Les industries manufacturières sont particulièrement exposées à l’environnement extérieur, et méritent une transformation et une mise à niveau de plusieurs filières dont certaines sont à ériger avec des partenaires étrangers : le machinisme agricole, les équipements ferroviaires, les technologies de l’information e d la communication, les véhicules propres, les matériaux et le recours aux robots (la Chine en compte 1,8 million soit près de 50% du stock mondial) pour accélérer cette transformation et relancer la compétitivité au milieu d’une région géographique qui perd sa substance industrielle. Le pari mérite que l’on s’y applique loin des débats idéologiques qui minent les initiatives et obstruent la prise de risque qui demeure le versant d’une croissance soutenue génératrice de progrès car l’approximation n’aurait pas résisté. Pour preuve, dès qu’un pays emprunte cette dynamique, il se heurte immanquablement à des mesures conservatrices et protectionnistes, signe que la voie empruntée est la bonne pour les bienfaits de sa souveraineté industrielle.

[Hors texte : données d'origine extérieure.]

use anyhow::Context;
use clap::{Parser, Subcommand};
use std::path::Path;
use std::sync::Arc;
use tracing_subscriber::EnvFilter;

use labscript::kind;
use labscript::{ExecuteOptions, NullHost, RuntimeConfig, Script, Value};

#[derive(Parser)]
#[command(name = "labscript")]
#[command(about = "Lab automation script runner", long_about = None)]
struct Cli {
    /// Path to a config file; defaults to labscript.toml if present
    #[arg(long, global = true)]
    config: Option<String>,

    #[command(subcommand)]
    command: Commands,
}

#[derive(Subcommand)]
enum Commands {
    /// Validate a script without running it
    Check { script: String },

    /// Print a script's estimated duration in seconds
    Duration {
        script: String,

        #[arg(long)]
        json: bool,
    },

    /// Execute a script
    Run {
        script: String,

        /// Script type, e.g. ExtractionScript
        #[arg(long)]
        kind: Option<String>,

        /// Positional arguments bound to main()
        args: Vec<String>,
    },
}

fn main() -> anyhow::Result<()> {
    dotenvy::dotenv().ok();
    tracing_subscriber::fmt()
        .with_env_filter(
            EnvFilter::try_from_default_env().unwrap_or_else(|_| EnvFilter::new("info")),
        )
        .init();

    let cli = Cli::parse();
    let config = RuntimeConfig::load(cli.config.as_deref()).context("loading configuration")?;

    match cli.command {
        Commands::Check { script } => {
            let mut script = load(&script, config)?;
            script.bootstrap()?;
            script.test()?;
            println!("ok");
        }
        Commands::Duration { script, json } => {
            let mut script = load(&script, config)?;
            script.bootstrap()?;
            let secs = script.calculate_estimated_duration()?;
            if json {
                let out = serde_json::json!({ "script": script.name(), "seconds": secs });
                println!("{}", out);
            } else {
                println!("{:.1}", secs);
            }
        }
        Commands::Run { script, kind, args } => {
            let mut script = load(&script, config)?;
            if let Some(name) = kind {
                let kind = kind::lookup(&name)
                    .with_context(|| format!("unknown script type: {}", name))?;
                script.set_kind(kind);
            }
            let argv = args.iter().map(|s| parse_arg(s)).collect();
            let completed = script.execute(ExecuteOptions {
                argv,
                ..Default::default()
            })?;
            if !completed {
                if let Some(err) = script.last_error() {
                    anyhow::bail!("script failed: {}", err);
                }
                anyhow::bail!("script canceled");
            }
        }
    }

    Ok(())
}

/// Split a script path into its directory and file name.
fn load(path: &str, config: RuntimeConfig) -> anyhow::Result<Script> {
    let path = Path::new(path);
    let name = path
        .file_name()
        .and_then(|n| n.to_str())
        .context("script path has no file name")?;
    let root = match path.parent() {
        Some(p) if !p.as_os_str().is_empty() => p,
        _ => Path::new("."),
    };
    Ok(Script::new(root, name, Arc::new(NullHost::new())).with_config(config))
}

/// Numbers become numeric values; everything else stays a string.
fn parse_arg(raw: &str) -> Value {
    match raw.parse::<f64>() {
        Ok(n) => Value::Num(n),
        Err(_) => Value::Str(raw.to_string()),
    }
}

(*) Economiste, ancien Directeur Général au ministère de l’Industrie
Réflexion prospective très intéressante de Rachid MEKSEN. Malheureusement, le secteur de l’industrie ne se résoud point à emprunter les pistes de gouvernance économique que l’auteur indique. L’économiste préconise avec force arguments pertinents un changement drastique de vision et de pratiques. Mais on persiste dans nos errements et nos turpitudes. Toujours l’instabilité juridique et la bureaucratie et toujours les mêmes dérives. Dès lors, une seule certitude paradoxale pour notre industrie : on continue à se chercher faute d’avoir mis en place la formule magique de libération des énergies et des dynamiques d’investissement, d’apprentissage, de développement.